# WHAT NEEDS TO BE DONE
In the data below, find each line that contains the word "comments" and copy it.

Records contained in a dataset:
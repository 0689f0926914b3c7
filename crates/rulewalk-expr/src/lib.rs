//! The rulewalk expression language.
//!
//! - [`tokenize`] / [`Tokens`]: arithmetic, comparison and logical expressions
//!   to [`Token`](rulewalk_core::Token)s for the driver
//! - [`ParseNode`] / [`ParseNodeType`]: postfix node model for expression
//!   evaluation

#![cfg_attr(coverage_nightly, feature(coverage_attribute))]

pub mod lexer;
pub mod node;


pub use lexer::{Tokens, find_exponent_end, find_number_end, tokenize};
pub use node::{ParseNode, ParseNodeType};
//! Word scanning for grammar text.
//!
//! Grammar text is a stream of whitespace-separated words. A `#` at the start
//! of a word begins a comment that runs to the end of the line.

/// Whitespace recognized between grammar words.
#[inline]
pub fn is_space(byte: u8) -> bool {
    matches!(byte, b' ' | b'\t' | b'\r' | b'\n')
}

/// Byte offset of the next word in `text`, skipping whitespace and comments.
///
/// Returns `text.len()` if only whitespace and comments remain.
pub fn skip_space(text: &str) -> usize {
    let bytes = text.as_bytes();
    let mut i = 0;
    loop {
        while i < bytes.len() && is_space(bytes[i]) {
            i += 1;
        }
        if bytes.get(i) != Some(&b'#') {
            return i;
        }
        while i < bytes.len() && bytes[i] != b'\n' {
            i += 1;
        }
    }
}

/// Pull the next word off the front of `input`.
///
/// `input` is advanced to the character right after the word. Returns `None`
/// (leaving `input` empty) when no words remain.
pub fn extract_word<'a>(input: &mut &'a str) -> Option<&'a str> {
    let rest = &input[skip_space(input)..];
    let end = rest.bytes().position(is_space).unwrap_or(rest.len());
    let (word, tail) = rest.split_at(end);
    *input = tail;
    (!word.is_empty()).then_some(word)
}

/// Iterator over `(offset, word)` pairs of grammar text.
#[derive(Debug, Clone)]
pub struct Words<'a> {
    rest: &'a str,
    len: usize,
}

impl<'a> Words<'a> {
    pub fn new(text: &'a str) -> Self {
        Self {
            rest: text,
            len: text.len(),
        }
    }
}

impl<'a> Iterator for Words<'a> {
    type Item = (usize, &'a str);

    fn next(&mut self) -> Option<Self::Item> {
        let word = extract_word(&mut self.rest)?;
        let offset = self.len - self.rest.len() - word.len();
        Some((offset, word))
    }
}

impl std::iter::FusedIterator for Words<'_> {}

# THE ANSWER
/// Byte offset of the next word in `text`, skipping whitespace and comments.
/// Returns `text.len()` if only whitespace and comments remain.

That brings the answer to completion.